Govindan Nair, J.
1. This is a reference at the instance of the Commissioner of Income-tax and the Income-tax Appellate Tribunal, Cochin Bench, has referred the following question to this court :
'Whether on the facts and in the circumstances of the case, the Appellate Tribunal was justified in law in holding that the income of the assessee is exempt from tax under Section 11 of the Income-tax Act, 1961? '
2. The assessee is the Cochin Chamber of Commerce and Industry, Cochin, and the years of assessments are 1964-65, 1965-66 and 1966-67. The memorandum of association of the Chamber contained clauses very similar, if not identical, to those of the Indian Chamber of Commerce whose case we considered in the decision in Commissioner of Income-tax v. Indian Chamber of Commerce,  80 I.T.R. 645 (Ker.). For activities similar to that carried on by the Indian Chamber of Commerce, namely, the issuance of certificates for survey and weighment, the assessee had received amounts in the accounting periods relating to the three assessment years referred to earlier, of Rs. 1,16,167, Rs. 1,12,919 and Rs. 1,22,785, respectively. The net income of the assessee for these three years came to only Rs. 7,893, Rs. 18,177 and Rs. 21,140 respectively.

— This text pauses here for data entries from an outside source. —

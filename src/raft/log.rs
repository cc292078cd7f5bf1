use std::fs::File;
use std::io::{Read, Write};
use std::path::{Path, PathBuf};
use std::sync::{Mutex, MutexGuard, PoisonError};

use async_trait::async_trait;
use serde::{Deserialize, Serialize};

use super::LogError;

#[derive(Debug, Clone, PartialEq, Eq, Serialize, Deserialize)]
pub struct LogEntry {
    pub term: u64,
    pub command: Vec<u8>,
}

impl LogEntry {
    pub fn new(term: u64, command: impl Into<Vec<u8>>) -> Self {
        Self {
            term,
            command: command.into(),
        }
    }
}

/// The replicated log as seen by the consensus core.
///
/// Index 0 is a sentinel with term 0, so an empty log has `last_index() == 0`
/// and the first real entry lives at index 1. Mutation (`append`, `truncate`)
/// is only performed while the node's state lock is held.
#[async_trait]
pub trait RaftLog: Send + Sync {
    async fn last_index(&self) -> Result<u64, LogError>;

    async fn last_term(&self) -> Result<u64, LogError>;

    async fn term_at(&self, index: u64) -> Result<Option<u64>, LogError>;

    async fn entry(&self, index: u64) -> Result<Option<LogEntry>, LogError>;

    /// Entries in `[start, end)`; `end = None` reads to the tail.
    async fn entries(&self, start: u64, end: Option<u64>) -> Result<Vec<LogEntry>, LogError>;

    /// Appends one entry and returns its index.
    async fn append(&self, entry: LogEntry) -> Result<u64, LogError>;

    /// Discards every entry after `index`.
    async fn truncate(&self, index: u64) -> Result<(), LogError>;
}

#[derive(Debug)]
struct Entries {
    entries: Vec<LogEntry>,
}

impl Entries {
    fn new() -> Self {
        Self {
            entries: vec![LogEntry::new(0, Vec::new())],
        }
    }

    fn from_vec(mut entries: Vec<LogEntry>) -> Self {
        if entries.is_empty() {
            entries.push(LogEntry::new(0, Vec::new()));
        }
        Self { entries }
    }

    fn last_index(&self) -> u64 {
        self.entries.len() as u64 - 1
    }

    fn last_term(&self) -> u64 {
        self.entries.last().map(|e| e.term).unwrap_or(0)
    }

    fn term_at(&self, index: u64) -> Option<u64> {
        if index == 0 {
            return Some(0);
        }
        self.entries.get(index as usize).map(|e| e.term)
    }

    fn entry(&self, index: u64) -> Option<LogEntry> {
        self.entries.get(index as usize).cloned()
    }

    fn range(&self, start: u64, end: Option<u64>) -> Vec<LogEntry> {
        let len = self.entries.len() as u64;
        let end = end.unwrap_or(len).min(len);
        if start >= end {
            return Vec::new();
        }
        self.entries[start as usize..end as usize].to_vec()
    }

    fn push(&mut self, entry: LogEntry) -> u64 {
        self.entries.push(entry);
        self.last_index()
    }

    /// Returns whether anything was removed.
    fn truncate(&mut self, index: u64) -> bool {
        if index >= self.last_index() {
            return false;
        }
        self.entries.truncate(index as usize + 1);
        true
    }
}

fn locked<T>(mutex: &Mutex<T>) -> MutexGuard<'_, T> {
    mutex.lock().unwrap_or_else(PoisonError::into_inner)
}

/// Volatile log, used by tests and the in-process simulator.
#[derive(Debug)]
pub struct MemLog {
    inner: Mutex<Entries>,
}

impl MemLog {
    pub fn new() -> Self {
        Self {
            inner: Mutex::new(Entries::new()),
        }
    }

    pub fn with_entries(entries: impl IntoIterator<Item = LogEntry>) -> Self {
        let mut inner = Entries::new();
        for entry in entries {
            inner.push(entry);
        }
        Self {
            inner: Mutex::new(inner),
        }
    }
}

impl Default for MemLog {
    fn default() -> Self {
        Self::new()
    }
}

#[async_trait]
impl RaftLog for MemLog {
    async fn last_index(&self) -> Result<u64, LogError> {
        Ok(locked(&self.inner).last_index())
    }

    async fn last_term(&self) -> Result<u64, LogError> {
        Ok(locked(&self.inner).last_term())
    }

    async fn term_at(&self, index: u64) -> Result<Option<u64>, LogError> {
        Ok(locked(&self.inner).term_at(index))
    }

    async fn entry(&self, index: u64) -> Result<Option<LogEntry>, LogError> {
        Ok(locked(&self.inner).entry(index))
    }

    async fn entries(&self, start: u64, end: Option<u64>) -> Result<Vec<LogEntry>, LogError> {
        Ok(locked(&self.inner).range(start, end))
    }

    async fn append(&self, entry: LogEntry) -> Result<u64, LogError> {
        Ok(locked(&self.inner).push(entry))
    }

    async fn truncate(&self, index: u64) -> Result<(), LogError> {
        locked(&self.inner).truncate(index);
        Ok(())
    }
}

/// Durable log stored as a bincode blob under `<data_dir>/raft/log.bin`.
pub struct FileLog {
    inner: Mutex<Entries>,
    log_file: PathBuf,
}

impl FileLog {
    pub fn open(data_dir: impl AsRef<Path>) -> Result<Self, LogError> {
        let log_dir = data_dir.as_ref().join("raft");
        if !log_dir.exists() {
            std::fs::create_dir_all(&log_dir)?;
        }

        let log_file = log_dir.join("log.bin");
        let entries = if log_file.exists() {
            load_from_disk(&log_file)?
        } else {
            Vec::new()
        };

        Ok(Self {
            inner: Mutex::new(Entries::from_vec(entries)),
            log_file,
        })
    }

    pub fn path(&self) -> &Path {
        &self.log_file
    }

    fn save_to_disk(&self, entries: &Entries) -> Result<(), LogError> {
        let encoded = bincode::serde::encode_to_vec(&entries.entries, bincode::config::standard())
            .map_err(|e| LogError::Serialization(e.to_string()))?;

        let mut file = File::create(&self.log_file)?;
        file.write_all(&encoded)?;
        file.sync_data()?;

        Ok(())
    }
}

fn load_from_disk(path: &Path) -> Result<Vec<LogEntry>, LogError> {
    let mut file = File::open(path)?;
    let mut buffer = Vec::new();
    file.read_to_end(&mut buffer)?;

    if buffer.is_empty() {
        return Ok(Vec::new());
    }

    let (entries, _): (Vec<LogEntry>, usize) =
        bincode::serde::decode_from_slice(&buffer, bincode::config::standard())
            .map_err(|e| LogError::Serialization(e.to_string()))?;

    Ok(entries)
}

#[async_trait]
impl RaftLog for FileLog {
    async fn last_index(&self) -> Result<u64, LogError> {
        Ok(locked(&self.inner).last_index())
    }

    async fn last_term(&self) -> Result<u64, LogError> {
        Ok(locked(&self.inner).last_term())
    }

    async fn term_at(&self, index: u64) -> Result<Option<u64>, LogError> {
        Ok(locked(&self.inner).term_at(index))
    }

    async fn entry(&self, index: u64) -> Result<Option<LogEntry>, LogError> {
        Ok(locked(&self.inner).entry(index))
    }

    async fn entries(&self, start: u64, end: Option<u64>) -> Result<Vec<LogEntry>, LogError> {
        Ok(locked(&self.inner).range(start, end))
    }

    async fn append(&self, entry: LogEntry) -> Result<u64, LogError> {
        let mut inner = locked(&self.inner);
        let index = inner.push(entry);
        if let Err(e) = self.save_to_disk(&inner) {
            // Keep memory and disk in step when the write fails.
            inner.truncate(index - 1);
            return Err(e);
        }
        Ok(index)
    }

    async fn truncate(&self, index: u64) -> Result<(), LogError> {
        let mut inner = locked(&self.inner);
        if inner.truncate(index) {
            self.save_to_disk(&inner)?;
        }
        Ok(())
    }
}

#[cfg(test)]
mod tests {
    use super::*;
    use tempfile::tempdir;

    #[tokio::test]
    async fn new_log_has_only_the_sentinel() {
        let log = MemLog::new();

        // Index 0 always exists with term 0.
        assert_eq!(log.last_index().await.unwrap(), 0);
        assert_eq!(log.last_term().await.unwrap(), 0);
        assert_eq!(log.term_at(0).await.unwrap(), Some(0));
        assert_eq!(log.term_at(1).await.unwrap(), None);
    }

    #[tokio::test]
    async fn append_and_persist_entries_across_restarts() {
        let tmp = tempdir().expect("tempdir");

        {
            let log = FileLog::open(tmp.path()).expect("open");
            let idx1 = log.append(LogEntry::new(1, b"cmd1".to_vec())).await.expect("append 1");
            let idx2 = log.append(LogEntry::new(2, b"cmd2".to_vec())).await.expect("append 2");

            assert_eq!(idx1, 1);
            assert_eq!(idx2, 2);
            assert_eq!(log.last_index().await.unwrap(), 2);
            assert!(log.path().ends_with("raft/log.bin"));
        }

        // A fresh instance over the same directory sees the persisted entries.
        let log = FileLog::open(tmp.path()).expect("reopen");
        assert_eq!(log.last_index().await.unwrap(), 2);
        assert_eq!(log.last_term().await.unwrap(), 2);
        assert_eq!(log.term_at(1).await.unwrap(), Some(1));

        let entries = log.entries(1, None).await.expect("entries");
        assert_eq!(entries.len(), 2);
        assert_eq!(entries[0].command, b"cmd1".to_vec());
        assert_eq!(entries[1].term, 2);
    }

    #[tokio::test]
    async fn truncate_discards_tail_and_rewrites_file() {
        let tmp = tempdir().expect("tempdir");

        let log = FileLog::open(tmp.path()).expect("open");
        for term in 1..=3u64 {
            log.append(LogEntry::new(term, vec![])).await.expect("append");
        }

        log.truncate(1).await.expect("truncate");
        assert_eq!(log.last_index().await.unwrap(), 1);
        assert_eq!(log.term_at(1).await.unwrap(), Some(1));

        // Truncating past the tail is a no-op.
        log.truncate(10).await.expect("truncate past tail");
        assert_eq!(log.last_index().await.unwrap(), 1);

        // Truncating to the sentinel clears every real entry.
        log.truncate(0).await.expect("truncate all");
        drop(log);
        let log = FileLog::open(tmp.path()).expect("reopen");
        assert_eq!(log.last_index().await.unwrap(), 0);
    }

    #[tokio::test]
    async fn entries_clamps_range() {
        let log = MemLog::with_entries((1..=4).map(|t| LogEntry::new(t, vec![t as u8])));

        assert_eq!(log.entries(2, Some(4)).await.unwrap().len(), 2);
        assert_eq!(log.entries(3, Some(100)).await.unwrap().len(), 2);
        assert!(log.entries(5, None).await.unwrap().is_empty());
        assert!(log.entries(3, Some(2)).await.unwrap().is_empty());
        assert_eq!(log.entry(4).await.unwrap(), Some(LogEntry::new(4, vec![4])));
    }
}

3. It was proposed to treat the receipts from the issue of certificates for survey and weighment as income for the purpose of assessment. The assessee contended that the income in question was that derived from the property held under trust wholly for charitable purposes and therefore is exempt under Section 11(1)(a) of the Income-tax Act, 1961. 'Charitable purpose ' is denned in Section 2(15) of that Act in these terms :
'2. (15) ' charitable purpose ' includes relief of the poor, education, medical relief, and the advancement of any other object of general public utility not involving the carrying on of any activity for profit.'
4. We have had to consider the effect of the words ' not involving the carrying on of any activity for profit' in Commissioner of Income-tax v. Indian Chamber of Commerce and we came to the conclusion that it is not enough that some activity had been carried on which resulted in profit but that the object must involve the carrying on of any activity for profit. Counsel for the department has brought to our notice the decision of the Calcutta High Court in Commissioner of Income-tax v. Indian Chamber of Commerce,  81 I.T.R. 147, 153 (Cal.). A view different from that we took in the decision in Commissioner of Income-tax v. Indian Chamber of Commerce 1 has been taken by the Calcutta High Court and the reasoning is thus stated in the judgment:
'An appropriate interpretation of Section 2(15) of the Income-tax Act, 1961, is to consider the expression not involving the carrying on of any activity for profit' as qualifying the expression ' the advancement of any other object of general public utility' and not the other classes of charitable purpose mentioned in that section like relief of the poor, education and medical relief. That is the only way by which to avoid a conflict between Section 11 and Section 2(15) of the Income-tax Act, 1961, specially with the provisions of Sections 11(1)(a) and 11(4) of the Income-tax Act, 1961.'
5. With great respect, we are unable to agree with the reasoning. If the object is for general public utility, such as, say, for educating public opinion or for the advancement of trade and commerce and there is no object to carry on any activity for profit, the fact that in carrying out the objects of the trust some income results would not take the charitable purpose outside the scope of the definition. We think that the very object must be for the carrying on of an activity for profit in order that the object may be outside the purview of the definition. This, we think, will be better understood if the section is read in a positive manner as postulating objects' which are outside the purview of the definition. The section has to be read in this manner then:
' Object of general public utility involving the carrying on of any activity for profit; '
6. Such objects alone will be outside the purview of the definition. Here the object is to advance trade and commerce. The issuance of the certificate is for that purpose. It obviates delay and it helps those who are engaged in trade and commerce. This, we conceive, is the main purpose and if, for carrying out this object, it is necessary to incur expenses it is only natural that a fee should be charged and that fee certainly cannot be charged with such arithmetic precision that it always results in receipts which never exceed the expenditure involved. Prudent carrying on of any activity would involve the charging of such fees as would normally cover all expenditure, and income over expenditure in these cases for the three years is not large. We consider that the object of the Chamber is to help its members engaged in trade or commerce and others in the same field and this is an object of general public utility. The income has to be exempted under Section 11(i)(a) of the Income-tax Act, 1961. We, therefore, answer the question referred to us in the affirmative that is, in favour of the assessee and against the department. There will be no order as to costs. A copy of this judgment under the seal of the High Court and the signature of the Registrar will be sent to the Appellate Tribunal as required by Sub-section (1) of Section 260 of the Income-tax Act, 1961.